SUPPLIED MATERIAL
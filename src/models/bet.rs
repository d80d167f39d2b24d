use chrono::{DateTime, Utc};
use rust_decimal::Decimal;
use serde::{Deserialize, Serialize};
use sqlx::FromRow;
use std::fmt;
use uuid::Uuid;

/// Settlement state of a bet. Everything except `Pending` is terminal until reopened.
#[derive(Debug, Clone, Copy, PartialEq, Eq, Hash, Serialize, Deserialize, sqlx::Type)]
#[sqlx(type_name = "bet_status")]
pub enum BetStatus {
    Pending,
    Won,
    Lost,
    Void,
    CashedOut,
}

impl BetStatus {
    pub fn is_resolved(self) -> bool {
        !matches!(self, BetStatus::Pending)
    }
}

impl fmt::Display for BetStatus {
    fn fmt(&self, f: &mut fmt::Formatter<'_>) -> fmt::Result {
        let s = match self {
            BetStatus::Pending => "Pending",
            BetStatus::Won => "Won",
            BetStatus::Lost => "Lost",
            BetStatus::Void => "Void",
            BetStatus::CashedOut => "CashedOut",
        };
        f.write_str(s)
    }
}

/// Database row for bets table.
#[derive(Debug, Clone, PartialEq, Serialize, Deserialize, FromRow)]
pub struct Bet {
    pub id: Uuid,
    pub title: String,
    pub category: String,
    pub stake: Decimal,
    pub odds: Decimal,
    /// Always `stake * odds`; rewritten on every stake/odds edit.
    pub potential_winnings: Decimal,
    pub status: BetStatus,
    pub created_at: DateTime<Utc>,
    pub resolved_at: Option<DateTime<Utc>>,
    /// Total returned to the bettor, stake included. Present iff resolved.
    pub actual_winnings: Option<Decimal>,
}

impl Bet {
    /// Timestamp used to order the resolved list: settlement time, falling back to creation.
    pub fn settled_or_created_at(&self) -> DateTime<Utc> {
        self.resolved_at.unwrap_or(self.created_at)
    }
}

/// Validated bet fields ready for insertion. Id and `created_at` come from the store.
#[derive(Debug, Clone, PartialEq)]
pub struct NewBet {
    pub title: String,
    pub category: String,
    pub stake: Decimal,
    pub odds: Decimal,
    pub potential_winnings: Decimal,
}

==

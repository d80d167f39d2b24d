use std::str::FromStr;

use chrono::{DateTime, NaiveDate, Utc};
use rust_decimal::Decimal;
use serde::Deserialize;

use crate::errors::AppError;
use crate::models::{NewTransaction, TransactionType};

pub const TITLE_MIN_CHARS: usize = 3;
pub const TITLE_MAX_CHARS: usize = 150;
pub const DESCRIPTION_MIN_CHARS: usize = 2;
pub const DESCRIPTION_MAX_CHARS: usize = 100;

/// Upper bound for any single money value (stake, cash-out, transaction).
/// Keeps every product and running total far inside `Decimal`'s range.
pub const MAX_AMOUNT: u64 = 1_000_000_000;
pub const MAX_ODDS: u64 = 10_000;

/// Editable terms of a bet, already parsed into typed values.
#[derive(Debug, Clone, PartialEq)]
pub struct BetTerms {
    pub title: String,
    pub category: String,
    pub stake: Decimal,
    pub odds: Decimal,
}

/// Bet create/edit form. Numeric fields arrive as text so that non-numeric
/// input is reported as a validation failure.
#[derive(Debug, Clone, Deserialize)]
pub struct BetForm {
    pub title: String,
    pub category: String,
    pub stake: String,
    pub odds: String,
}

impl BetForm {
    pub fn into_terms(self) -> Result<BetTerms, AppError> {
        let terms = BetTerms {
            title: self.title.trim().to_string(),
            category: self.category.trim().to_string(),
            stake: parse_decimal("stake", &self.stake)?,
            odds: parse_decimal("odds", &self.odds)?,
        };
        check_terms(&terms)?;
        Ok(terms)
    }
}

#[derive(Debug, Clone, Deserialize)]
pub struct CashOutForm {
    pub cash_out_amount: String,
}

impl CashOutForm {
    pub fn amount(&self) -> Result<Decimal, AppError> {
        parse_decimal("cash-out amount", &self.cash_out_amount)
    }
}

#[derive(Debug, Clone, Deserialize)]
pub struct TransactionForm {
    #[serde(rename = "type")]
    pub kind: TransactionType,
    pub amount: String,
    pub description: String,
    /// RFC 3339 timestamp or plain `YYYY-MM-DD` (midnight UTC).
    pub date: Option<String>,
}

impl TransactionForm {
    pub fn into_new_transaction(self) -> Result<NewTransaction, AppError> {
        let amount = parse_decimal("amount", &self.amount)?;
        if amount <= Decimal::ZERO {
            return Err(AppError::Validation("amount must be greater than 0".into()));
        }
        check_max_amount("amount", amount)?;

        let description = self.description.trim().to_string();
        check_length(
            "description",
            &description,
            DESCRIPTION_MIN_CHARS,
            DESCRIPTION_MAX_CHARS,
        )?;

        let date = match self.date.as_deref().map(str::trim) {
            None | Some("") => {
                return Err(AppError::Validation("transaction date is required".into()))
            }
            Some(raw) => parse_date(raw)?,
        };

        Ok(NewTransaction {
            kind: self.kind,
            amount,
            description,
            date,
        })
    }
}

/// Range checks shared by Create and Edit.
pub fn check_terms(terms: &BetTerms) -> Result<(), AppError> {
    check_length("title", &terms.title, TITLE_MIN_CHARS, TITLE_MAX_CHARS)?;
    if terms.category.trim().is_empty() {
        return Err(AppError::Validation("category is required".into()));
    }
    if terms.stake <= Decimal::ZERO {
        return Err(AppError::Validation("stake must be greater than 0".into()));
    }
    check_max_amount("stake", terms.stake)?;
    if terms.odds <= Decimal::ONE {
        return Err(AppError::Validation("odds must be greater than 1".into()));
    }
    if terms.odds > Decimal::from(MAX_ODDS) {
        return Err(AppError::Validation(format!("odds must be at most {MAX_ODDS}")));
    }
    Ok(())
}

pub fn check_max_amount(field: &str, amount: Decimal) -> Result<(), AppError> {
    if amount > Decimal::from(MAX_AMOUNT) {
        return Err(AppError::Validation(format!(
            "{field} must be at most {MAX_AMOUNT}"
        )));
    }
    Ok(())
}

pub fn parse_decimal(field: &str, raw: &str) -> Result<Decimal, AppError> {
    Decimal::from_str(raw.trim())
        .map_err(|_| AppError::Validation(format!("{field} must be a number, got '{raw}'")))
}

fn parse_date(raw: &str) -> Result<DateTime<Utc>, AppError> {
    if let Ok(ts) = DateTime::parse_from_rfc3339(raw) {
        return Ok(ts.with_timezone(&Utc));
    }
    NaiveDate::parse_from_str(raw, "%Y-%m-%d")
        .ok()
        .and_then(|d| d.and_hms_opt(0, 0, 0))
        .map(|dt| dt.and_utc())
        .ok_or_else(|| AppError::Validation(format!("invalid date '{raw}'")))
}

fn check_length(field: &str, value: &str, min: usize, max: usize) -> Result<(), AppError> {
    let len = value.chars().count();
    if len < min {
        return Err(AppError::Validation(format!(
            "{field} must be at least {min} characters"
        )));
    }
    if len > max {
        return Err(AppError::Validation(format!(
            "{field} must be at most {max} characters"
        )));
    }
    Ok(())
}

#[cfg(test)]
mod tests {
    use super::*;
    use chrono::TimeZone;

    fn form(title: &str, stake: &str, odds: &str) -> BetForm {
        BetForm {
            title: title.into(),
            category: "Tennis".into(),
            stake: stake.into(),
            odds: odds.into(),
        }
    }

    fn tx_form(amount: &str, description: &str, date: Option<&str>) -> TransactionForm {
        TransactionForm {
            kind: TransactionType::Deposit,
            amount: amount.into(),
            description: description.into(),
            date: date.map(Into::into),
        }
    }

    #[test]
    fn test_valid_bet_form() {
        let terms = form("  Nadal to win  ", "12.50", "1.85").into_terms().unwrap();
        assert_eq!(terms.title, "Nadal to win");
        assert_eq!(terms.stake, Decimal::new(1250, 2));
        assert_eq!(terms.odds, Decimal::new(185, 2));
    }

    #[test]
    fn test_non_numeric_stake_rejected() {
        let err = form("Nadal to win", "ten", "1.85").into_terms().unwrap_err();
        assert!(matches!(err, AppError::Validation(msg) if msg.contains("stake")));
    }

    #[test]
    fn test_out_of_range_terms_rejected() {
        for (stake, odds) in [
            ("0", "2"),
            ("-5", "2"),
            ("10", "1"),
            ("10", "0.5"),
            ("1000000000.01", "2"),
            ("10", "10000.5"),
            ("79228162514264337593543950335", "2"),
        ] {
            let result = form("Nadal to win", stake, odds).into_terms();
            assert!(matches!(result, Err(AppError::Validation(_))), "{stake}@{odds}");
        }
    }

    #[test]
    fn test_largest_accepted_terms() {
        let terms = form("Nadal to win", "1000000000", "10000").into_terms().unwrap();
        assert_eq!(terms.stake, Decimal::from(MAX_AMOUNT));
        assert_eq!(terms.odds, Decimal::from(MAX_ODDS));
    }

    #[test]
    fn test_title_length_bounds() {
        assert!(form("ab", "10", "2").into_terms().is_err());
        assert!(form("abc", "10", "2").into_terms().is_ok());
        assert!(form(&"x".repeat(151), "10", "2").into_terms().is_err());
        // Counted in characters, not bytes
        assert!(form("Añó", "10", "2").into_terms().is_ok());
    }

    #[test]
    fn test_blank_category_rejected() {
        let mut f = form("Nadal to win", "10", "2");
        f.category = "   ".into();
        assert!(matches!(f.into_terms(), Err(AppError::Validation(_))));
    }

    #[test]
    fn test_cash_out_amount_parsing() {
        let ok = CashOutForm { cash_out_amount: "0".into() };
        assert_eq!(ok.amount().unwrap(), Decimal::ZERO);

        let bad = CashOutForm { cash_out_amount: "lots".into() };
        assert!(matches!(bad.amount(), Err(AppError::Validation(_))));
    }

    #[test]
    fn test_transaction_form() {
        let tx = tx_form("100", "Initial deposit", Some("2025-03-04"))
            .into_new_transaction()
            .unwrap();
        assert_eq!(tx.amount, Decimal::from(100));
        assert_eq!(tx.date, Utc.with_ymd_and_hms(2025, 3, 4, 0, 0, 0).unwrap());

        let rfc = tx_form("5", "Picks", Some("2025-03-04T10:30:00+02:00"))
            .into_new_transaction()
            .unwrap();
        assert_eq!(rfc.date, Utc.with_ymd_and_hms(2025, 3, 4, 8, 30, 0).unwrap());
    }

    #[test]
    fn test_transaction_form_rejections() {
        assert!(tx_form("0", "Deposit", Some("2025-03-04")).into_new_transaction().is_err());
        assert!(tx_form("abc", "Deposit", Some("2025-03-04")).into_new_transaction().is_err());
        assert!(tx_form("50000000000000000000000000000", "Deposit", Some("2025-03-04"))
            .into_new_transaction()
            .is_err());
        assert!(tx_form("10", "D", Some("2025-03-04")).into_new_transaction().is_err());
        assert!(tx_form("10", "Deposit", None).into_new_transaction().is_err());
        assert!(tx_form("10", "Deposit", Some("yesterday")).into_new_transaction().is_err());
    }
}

TASK REQUIREMENTS
Set down, unchanged, only those lines above that fall between the line with "if terms.odds >" and the line with "pub fn parse_decimal(field: &str, raw: &str)", the two end lines included.

TASK ANSWER
    if terms.odds > Decimal::from(MAX_ODDS) {
        return Err(AppError::Validation(format!("odds must be at most {MAX_ODDS}")));
    }
    Ok(())
}

pub fn check_max_amount(field: &str, amount: Decimal) -> Result<(), AppError> {
    if amount > Decimal::from(MAX_AMOUNT) {
        return Err(AppError::Validation(format!(
            "{field} must be at most {MAX_AMOUNT}"
        )));
    }
    Ok(())
}

pub fn parse_decimal(field: &str, raw: &str) -> Result<Decimal, AppError> {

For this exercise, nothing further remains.